In today’s Wall Street Journal, Edwin J. Feulner, president of the Heritage Foundation, Arthur C. Brooks, president of the American Enterprise Institute, and William Kristol, a director of the Foreign Policy Initiative, co-authored an op-ed on House Budget Committee Chairman Paul Ryan’s “Path to Prosperity” budget. Here’s an excerpt:
In an election year, it’s all too easy for politicians to defer hard choices until after the polls have closed in November. House Budget Committee Chairman Paul Ryan (R., Wis.) has taken the more difficult road with his “Path to Prosperity” budget.
Mr. Ryan’s plan has received much attention for tackling America’s spiraling expenditures on entitlements and domestic discretionary spending.

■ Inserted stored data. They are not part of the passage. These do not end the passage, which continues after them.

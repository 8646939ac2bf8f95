//! AdPilot daemon — closed-loop ad campaign optimizer.
//!
//! Runs the optimization cycle on a fixed interval against the sandbox ad
//! platform, seeded with demo campaigns. Swap the sandbox for a real
//! platform client by providing another `AdPlatform` implementation.

use adpilot_core::config::OptimizerConfig;
use adpilot_core::types::{Audience, Campaign, CampaignStatus, Creative, Product};
use adpilot_optimizer::Scheduler;
use adpilot_platform::sandbox::{SandboxPlatform, TemplateContentGenerator, TracingNotifier};
use adpilot_platform::traits::InsightsRow;
use adpilot_platform::{CampaignStore, InMemoryCampaignStore};
use chrono::Utc;
use clap::Parser;
use std::sync::Arc;
use std::time::Duration;
use tracing::info;
use uuid::Uuid;

#[derive(Parser, Debug)]
#[command(name = "adpilot-daemon")]
#[command(about = "Closed-loop ad campaign optimizer")]
#[command(version)]
struct Cli {
    /// Seconds between optimization cycles (overrides config)
    #[arg(long, env = "ADPILOT__SCHEDULER__CYCLE_INTERVAL_SECS")]
    interval_secs: Option<u64>,

    /// Run a single cycle and exit
    #[arg(long, default_value_t = false)]
    once: bool,
}

#[tokio::main]
async fn main() -> anyhow::Result<()> {
    // Initialize tracing
    tracing_subscriber::fmt()
        .with_env_filter(
            tracing_subscriber::EnvFilter::try_from_default_env()
                .unwrap_or_else(|_| "adpilot=info,adpilot_optimizer=info".into()),
        )
        .json()
        .init();

    let cli = Cli::parse();

    info!("AdPilot daemon starting up");

    // Load configuration
    let mut config = OptimizerConfig::load().unwrap_or_else(|e| {
        tracing::warn!(error = %e, "Failed to load config, using defaults");
        OptimizerConfig::default()
    });
    if let Some(secs) = cli.interval_secs {
        config.scheduler.cycle_interval_secs = secs;
    }

    info!(
        ruleset_version = config.version,
        cycle_interval_secs = config.scheduler.cycle_interval_secs,
        dead_score_floor = config.scheduler.dead_score_floor,
        "Configuration loaded"
    );

    let platform = Arc::new(SandboxPlatform::new(config.platform.request_timeout_secs));
    let store = Arc::new(InMemoryCampaignStore::new());
    seed_demo(&store, &platform);

    let scheduler = Arc::new(Scheduler::new(
        store,
        platform,
        Arc::new(TemplateContentGenerator::new()),
        Arc::new(TracingNotifier::default()),
        config.clone(),
    ));

    // Ctrl-C requests a stop; the cycle finishes its current campaign.
    let cancel = scheduler.cancel_token();
    tokio::spawn(async move {
        if tokio::signal::ctrl_c().await.is_ok() {
            info!("Shutdown requested");
            cancel.cancel();
        }
    });

    let cancel = scheduler.cancel_token();
    let interval = Duration::from_secs(config.scheduler.cycle_interval_secs);
    loop {
        let scheduler_for_cycle = scheduler.clone();
        let report =
            tokio::task::spawn_blocking(move || scheduler_for_cycle.run_cycle()).await?;
        info!(
            optimized = report.optimized.len(),
            skipped = report.skipped.len(),
            failed = report.failed.len(),
            "Cycle report"
        );

        if cli.once || cancel.is_cancelled() {
            break;
        }
        tokio::time::sleep(interval).await;
        if cancel.is_cancelled() {
            break;
        }
    }

    info!("AdPilot daemon stopped");
    Ok(())
}

/// Seed the sandbox with two contrasting demo campaigns: one ready to
/// scale, one burning spend with nothing to show for it.
fn seed_demo(store: &InMemoryCampaignStore, platform: &SandboxPlatform) {
    let product_id = Uuid::new_v4();
    store.insert_product(Product {
        id: product_id,
        name: "Trail Shoes".to_string(),
        description: "Grippy shoes for rough ground.".to_string(),
        benefits: "Lightweight and durable.".to_string(),
        use_cases: "Running, Trail Hiking".to_string(),
        price: 89.0,
    });
    for hash in ["hash-a", "hash-b"] {
        store.insert_creative(Creative {
            id: Uuid::new_v4(),
            product_id,
            creative_type: "image".to_string(),
            file_hash: hash.to_string(),
            file_url: format!("https://cdn.example.com/{}.png", hash),
            headline: None,
            ad_copy: None,
            cta: None,
            is_active: true,
        });
    }

    let seeds = [
        (
            "demo-star",
            4,
            220.0,
            12,
            InsightsRow {
                impressions: 8000,
                reach: 6000,
                clicks: 220,
                ctr: 2.75,
                cpc: 0.18,
                frequency: 1.33,
                spend: 40.0,
                ..InsightsRow::default()
            },
        ),
        (
            "demo-burner",
            3,
            0.0,
            0,
            InsightsRow {
                impressions: 2000,
                reach: 1200,
                clicks: 60,
                ctr: 3.0,
                cpc: 0.33,
                frequency: 1.66,
                spend: 20.0,
                ..InsightsRow::default()
            },
        ),
    ];

    for (external_id, days_ago, revenue, conversions, insights) in seeds {
        let adset_id = format!("{}-adset", external_id);
        platform.seed_campaign(external_id, external_id, &adset_id, 40.0);
        platform.set_insights(external_id, insights);

        let created = Utc::now() - chrono::Duration::days(days_ago);
        let id = Uuid::new_v4();
        store
            .insert(Campaign {
                id,
                external_id: external_id.to_string(),
                adset_id: Some(adset_id),
                product_id,
                name: external_id.to_string(),
                objective: "conversions".to_string(),
                status: CampaignStatus::Active,
                budget: 40.0,
                audience: Audience::default(),
                headline: Some("Launch headline".to_string()),
                ad_copy: Some("Launch copy".to_string()),
                cta: Some("Shop Now".to_string()),
                creative_ids: Vec::new(),
                revenue,
                conversions,
                latest_metrics: None,
                created_at: created,
                updated_at: created,
            })
            .unwrap_or_else(|e| tracing::warn!(error = %e, "Demo seed failed"));
        info!(campaign_id = %id, external_id, "Demo campaign seeded");
    }
}
//! The optimization loop: collect metrics, score health, decide on one
//! corrective action per campaign, and dispatch it within safety bounds.
//!
//! The pipeline is `MetricCollector` -> `analyze` -> `decide` ->
//! `ActionDispatcher`, driven once per cycle by the `Scheduler`. Every
//! stage takes its collaborators as trait objects so the whole loop runs
//! unchanged against the sandbox platform or a real one.

pub mod analyzer;
pub mod collector;
pub mod decision;
pub mod dispatcher;
pub mod scheduler;

pub use analyzer::analyze;
pub use collector::MetricCollector;
pub use decision::decide;
pub use dispatcher::ActionDispatcher;
pub use scheduler::{CancelToken, CycleReport, Scheduler};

Less reported is the budget’s partial restoration of national defense as the No. 1 priority of the federal government.
Even within the framework of a plan to reduce outlays by $6.2 trillion over the next decade, Mr. Ryan has found a way to replace $214 billion of the $487 billion in military spending reductions that are in Barack Obama’s budget. And he has done so while avoiding the tax increases proposed by the president.

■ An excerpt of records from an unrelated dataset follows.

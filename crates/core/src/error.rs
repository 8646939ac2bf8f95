use thiserror::Error;

pub type OptimizeResult<T> = Result<T, OptimizeError>;

/// Failure taxonomy for the optimization loop. Each variant maps to one
/// isolation boundary: a `Collection` error skips the campaign for the
/// cycle, a `Dispatch` error lands in the cycle report's `failed` bucket,
/// and a `ContentGeneration` error fails only the action that needed it.
#[derive(Error, Debug)]
pub enum OptimizeError {
    #[error("Configuration error: {0}")]
    Config(String),

    #[error("Metric collection failed: {0}")]
    Collection(String),

    #[error("Metrics analysis failed: {0}")]
    Analysis(String),

    #[error("Action dispatch failed: {0}")]
    Dispatch(String),

    #[error("Content generation failed: {0}")]
    ContentGeneration(String),

    #[error("Campaign store error: {0}")]
    Store(String),

    #[error("Ad platform error: {0}")]
    Platform(#[from] PlatformError),

    #[error("Serialization error: {0}")]
    Serialization(#[from] serde_json::Error),

    #[error("Internal error: {0}")]
    Internal(#[from] anyhow::Error),
}

/// Structured failure surfaced by the external ad platform boundary.
#[derive(Error, Debug)]
pub enum PlatformError {
    #[error("Rate limited by ad platform: {0}")]
    RateLimited(String),

    #[error("Ad platform rejected the request: {0}")]
    Validation(String),

    #[error("Ad platform call timed out after {0}s")]
    Timeout(u64),

    #[error("Ad platform API error: {0}")]
    Api(String),

    #[error("Not found on ad platform: {0}")]
    NotFound(String),
}
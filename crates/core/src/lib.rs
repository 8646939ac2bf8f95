//! Shared foundation for the AdPilot workspace: the domain model, the
//! error taxonomy, and the threshold configuration.

pub mod config;
pub mod error;
pub mod types;

pub use config::OptimizerConfig;
pub use error::{OptimizeError, OptimizeResult, PlatformError};
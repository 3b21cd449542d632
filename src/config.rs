use std::fmt::Display;

/// Message used for every automatic commit.
pub const COMMIT_MESSAGE: &str = "auto commit";

pub const DEFAULT_REMOTE: &str = "origin";

/// How each branch is brought up to date during the sweep.
#[derive(Debug, Clone, Copy, Default, PartialEq, Eq, clap::ValueEnum)]
pub enum SweepMode {
    /// Merge upstream changes into each branch (`git pull`)
    #[default]
    Pull,
    /// Only update remote-tracking refs (`git fetch`)
    Fetch,
}

impl Display for SweepMode {
    fn fmt(&self, f: &mut std::fmt::Formatter<'_>) -> std::fmt::Result {
        match self {
            SweepMode::Pull => f.write_str("pull"),
            SweepMode::Fetch => f.write_str("fetch"),
        }
    }
}

#[derive(Debug, Clone)]
pub struct Config {
    /// Remote a newly created branch is published to.
    pub remote: String,
    pub sweep_mode: SweepMode,
    pub commit_message: String,
}

impl Config {
    pub fn new(remote: String, sweep_mode: SweepMode) -> Self {
        Self {
            remote,
            sweep_mode,
            commit_message: COMMIT_MESSAGE.to_string(),
        }
    }
}

impl Default for Config {
    fn default() -> Self {
        Self::new(DEFAULT_REMOTE.to_string(), SweepMode::default())
    }
}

Conservatives recognize that they have to deal with fiscal reality and get the federal government’s balance sheet in order. That is why Mr. Ryan’s plan is so bold. It does not cut indiscriminately, focusing instead on the true drivers of our spending crisis and recognizing that tax increases would worsen our economic situation.
The Ryan plan also helps to reverse what Defense Secretary Leon Panetta has called the “catastrophic” process of sequestration—the year-after-year, automatic cuts agreed to in last summer’s debt-limit deal between the president and the House leadership. These cuts will eviscerate the United States military if Congress does not quickly pass a law to undo them this year. Gen. Martin Dempsey, the chairman of the Joint Chiefs of Staff, has made plain the consequences of sequestration: “We would no longer be a global power.”
The contrast between the House Republican budget and that of our current commander-in-chief is striking. President Obama has been arguing that raising taxes is the only solution to sequestration that he will accept. In other words, he asks the nation to decide between higher taxes and a weaker defense. Mr. Ryan rejects either solution.
Instead, Mr. Ryan takes some important first steps toward facing up to the true drivers of the federal government’s money woes: spending through “entitlement” programs.